Thursday, 26 September 2024

An tOrd Gnó - Order of Business

 

9:30 am

Photo of Sharon KeoganSharon Keogan (Independent) | Oireachtas source

I call for a debate with the Ministers for Health and Justice on concerns about human trafficking and the vulnerability of those engaged in commercial surrogacy.University College Dublin, UCD, released a report earlier on prostitution websites. It has been covered by RTÉ and in the Irish Examiner and the headlines do not make for good reading. One states, "Concern women and girls exploited in online sex trade across Ireland". That should be shocking enough, given it relates to children. The other headline reads, "Sex websites 'are facilitating exploitation of women by pimps and traffickers'". That should get both Ministers exercised.

The Irish Human Rights and Equality Commission has warned that the commercial surrogacy industry in many countries is rife with human rights abuses. Ireland has become the first country in the EU to legalise commercial surrogacy, through the assisted human reproduction Act we passed earlier this year. Commercial surrogacy is rife with human trafficking and exploitation. A clinic in Greece that was investigated was offering its commercial surrogacy services on the Internet. It was found the women there had been enticed from significantly poorer countries such as Georgia and Albania. Brenda Power, speaking on Newstalk recently about this Greek clinic, stated that when these Georgian women arrived at the clinic, they were impregnated against their will and that their babies were sold internationally to couples. Women being forced to conceive children is akin to rape.

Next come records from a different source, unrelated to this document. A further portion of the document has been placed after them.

// Helpers shared by the analysis handlers
use crate::config::FetchProfile;
use crate::data::MarketDataSource;
use crate::error::EngineError;
use shared::models::MarketData;

pub const MAX_COIN_LEN: usize = 10;

/// Trims and uppercases a coin ticker; 1..=10 ASCII letters.
pub fn normalize_coin(raw: &str) -> Result<String, EngineError> {
    let coin = raw.trim().to_ascii_uppercase();
    if coin.is_empty() || coin.len() > MAX_COIN_LEN || !coin.chars().all(|c| c.is_ascii_alphabetic()) {
        return Err(EngineError::InvalidInput(format!(
            "'{}' is not a valid coin ticker (1-{} letters, e.g. BTC)",
            raw.trim(),
            MAX_COIN_LEN
        )));
    }
    Ok(coin)
}

pub async fn fetch_window(
    source: &dyn MarketDataSource,
    symbol: &str,
    profile: FetchProfile,
) -> Result<MarketData, EngineError> {
    let market = source.fetch_candles(symbol, profile.interval, profile.limit).await?;
    tracing::debug!(%symbol, interval = %profile.interval, candles = market.len(), "Fetched candle window");
    Ok(market)
}

#[cfg(test)]
mod tests {
    use super::*;

    #[test]
    fn normalize_coin_uppercases_and_trims() {
        assert_eq!(normalize_coin(" btc ").unwrap(), "BTC");
        assert_eq!(normalize_coin("Pepe").unwrap(), "PEPE");
    }

    #[test]
    fn normalize_coin_rejects_bad_tickers() {
        for raw in ["", "   ", "BTC1", "BTC-USDT", "ABCDEFGHIJK"] {
            assert!(
                matches!(normalize_coin(raw), Err(EngineError::InvalidInput(_))),
                "accepted {:?}",
                raw
            );
        }
        assert!(normalize_coin("ABCDEFGHIJ").is_ok());
    }
}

The most dangerous aspect of the assisted reproduction legislation in Ireland is the risk that women overseas will be taken advantage of. Our law can in no way affect how countries such as Ukraine or India legislate for commercial surrogacy. That is the real danger of facilitating Irish people in engaging in surrogacy services abroad. We are rubber-stamping inhumane practices that are inextricably linked to human trafficking. In Ukraine, surrogacy clinics advertise that there are no legal means by which the surrogate mother can ever change her mind. When we passed this law in June, the Minister stated that the Bill was designed to safeguard against the sale, trafficking and exploitation of children. He went on to say, "The provisions of the Bill are designed to prevent abusive or exploitative practices involving surrogate mothers and to protect their rights, interests and welfare." There is no other way to frame surrogacy. It is the sale of children and the exploitation of vulnerable women from poorer countries. The Irish Human Rights and Equality Commission wrote twice to the Minister, on 31 January and 11 April of this year, yet had not received a response by the date of drafting of its third evaluation of the implementation of the EU anti-trafficking directive. The Commission stated that it remains concerned that the international surrogacy provisions cannot be regulated to an equivalent extent, leading to a double standard of protections between international and domestic surrogacy arrangements.

I call for a continued debate on this matter in the interests of preventing human trafficking and protecting women and girls in this country.